But if you’re not adjusting to the person in front of you… you’re not really listening.

Mirroring isn’t a trick. It’s a sign of awareness.
It’s how you show someone: I see you.

In this episode, we break down how to read people quickly, match their energy naturally, and create real connection.

00:00 - Sales Is Energy Matching

00:41 - The Lunch Story Gone Wrong

02:09 - Mirroring As Respect Not Manipulation

04:02 - Read Pace Volume Body Language

06:11 - Decision Makers Without Dismissing Anyone

10:15 - When To Name The Emotion

14:26 - Daily Practice And Immediate Results

16:00 - Share It And Closing Thoughts

Sales Is Energy Matching

SPEAKER_00

Most people think sales is about saying the right thing. It's not. It's about matching the energy of the person across from you so they feel truly seam. Stick with us because this subtle skill might just change everything. Hey, Lacey. Yes. We are talking about a skill that I think is one of the most important skills. I think we both agree. One of the most important skills in sales. And it can sound a little slimy if we don't explain it the right way. So we want to make sure that that's what we're talking about today is how to do this authentically.

Lacey

Right? And it can be done authentically. So we have to change the way that we're thinking about it.

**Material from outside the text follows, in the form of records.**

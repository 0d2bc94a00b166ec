//! Stats command handler.
//!
//! Handles processed document statistics display.

use clap::Args;
use strata_core::{config::AppConfig, AppResult};

/// Show processed document counts per schema version
#[derive(Args, Debug)]
pub struct StatsCommand {
    /// Output as JSON
    #[arg(long)]
    pub json: bool,
}

impl StatsCommand {
    pub async fn execute(&self, config: &AppConfig) -> AppResult<()> {
        tracing::info!("Executing stats command");

        let store = strata_pipeline::open_store(config)?;
        let stats = strata_pipeline::store_stats(&store)?;

        if self.json {
            println!("{}", serde_json::to_string_pretty(&stats)?);
            return Ok(());
        }

        println!(
            "{} processed documents across {} schema versions",
            stats.processed_documents, stats.schema_versions
        );
        for entry in &stats.documents_by_version {
            println!("  {:<6} {}", entry.version.to_string(), entry.documents);
        }

        Ok(())
    }
}
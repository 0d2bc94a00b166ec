//! Run command handler.
//!
//! Runs the ingestion pipeline once over the raw directory.

use clap::Args;
use std::path::PathBuf;
use strata_core::{config::AppConfig, AppResult};

/// Process every file in the raw directory
#[derive(Args, Debug)]
pub struct RunCommand {
    /// Raw input directory (overrides the configured one)
    #[arg(long, env = "STRATA_RAW_DIR")]
    pub raw_dir: Option<PathBuf>,

    /// Output as JSON
    #[arg(long)]
    pub json: bool,
}

impl RunCommand {
    pub async fn execute(&self, config: &AppConfig) -> AppResult<()> {
        tracing::info!("Executing run command");

        let mut config = config.clone();
        if let Some(raw_dir) = &self.raw_dir {
            config.raw_dir = raw_dir.clone();
        }
        config.ensure_strata_dir()?;

        let stats = strata_pipeline::run(&config).await?;

        if self.json {
            println!("{}", serde_json::to_string_pretty(&stats)?);
            return Ok(());
        }

        println!(
            "Processed {} of {} files ({} skipped, {} failed) in {:.2}s",
            stats.processed, stats.discovered, stats.skipped, stats.failed, stats.duration_secs
        );
        match stats.latest_version {
            Some(version) => println!(
                "{} new schema version(s), latest is {}",
                stats.versions_created, version
            ),
            None => println!("No schema version yet"),
        }

        Ok(())
    }
}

The Lunch Story Gone Wrong

SPEAKER_00

Yeah. Get us started here. What like what made you think of this episode specifically? Is there any reason why you want to talk about this today?

Lacey

Well, let me start with a really funny story, really quick. So years and years ago, I had a business partner, and we went out to lunch with a real estate agent, and we were working on some skills together. He was an incredible mortgage professional, okay? Like really good at loans, structuring loans.

SPEAKER_00

New stuff. Yeah.

Lacey

Really good. Not the greatest people skills. And so we were working on some of that together. And, you know, I told him, hey, like, if I ever do like this signal where I'm moving my fingers like this, like lay on the plane, you know.

SPEAKER_00

Yeah, yeah, yeah. You could see like what was the situation.

Lacey

So we're sitting at lunch, and I'm sitting there, the real estate agent's sitting there, and he's sitting there and he's talking, talking, talking, and I'm paying attention to the real estate agent, and she's kind of looking around. He's not taking a breath and talking. She even picks up her phone and kind of looks at it.

SPEAKER_00

And he's just filling every possible like.

Lacey

Yeah, and I do the little like finger roll, like, and he doesn't even see me. So I even kind of kick him under the table. And I kid you not, he stopped. And he said, Did you just kick me?

SPEAKER_00

And I'm like, Oh my gosh.

Lacey

No.

SPEAKER_00

He didn't know the signal.

Mirroring As Respect Not Manipulation

Lacey

He didn't. And so this skill is so important. And no doubt. It can change everything for somebody who really like with or without knowing your your you know, your full craft. Like he knew his full craft, but he didn't understand how to read or mirror. So we're gonna talk about mirroring today.

SPEAKER_00

He didn't know how to get the message across. Yes. So it landed with the individual.

Lacey

With the individual, you know, and and people, they don't all process information the same way. I mean, that's just the truth. And really, really great communicators, they don't change the truth. They just change how they deliver it.

SPEAKER_00

And that piece, because they don't change the truth, they just change how they deliver it.

Lacey

They just change how they deliver it. And mirroring, when I tell somebody you need to learn to mirror somebody, you'll get people who are like, oh, well, that's not authentic, or that's slimy. Like it's you're just doing that to close somebody. They're like, and that does sound dirty, that does sound slimy, it doesn't feel authentic. But I disagree. I I mean, I really think that mirroring is not manipulation, it's respect. And what I mean by that- Yeah, tell me more about that.

SPEAKER_00

I I never thought of it as respect, but I actually like when you say it, it does click.

Lacey

Okay, so let's talk about I have a client come in my office, and my client is very calm, very reserved, not very excited about things.

SPEAKER_00

Yeah.

Lacey

And if I come off in a performance style, so excited about mortgage and charts and everything, and just super pumped and all of this, the guy's looking at me like you're crazy.

SPEAKER_00

It'll probably make them more anxious if they're already anxious coming in.

Lacey

Uncomfortable. I'm not respecting who he is.

SPEAKER_00

The state his mind is in at that moment, right? And I think that's a big soft skill as well. Like we're talking about mirroring, it's not just who they are, it's who they are in that moment. Because people do show up in different ways in different moments, and if they're anxious, if they're scared, if they are excited, that same person could have come in excited. Yep. Right. And you need to be able to adjust and be a little bit more excited. Exactly.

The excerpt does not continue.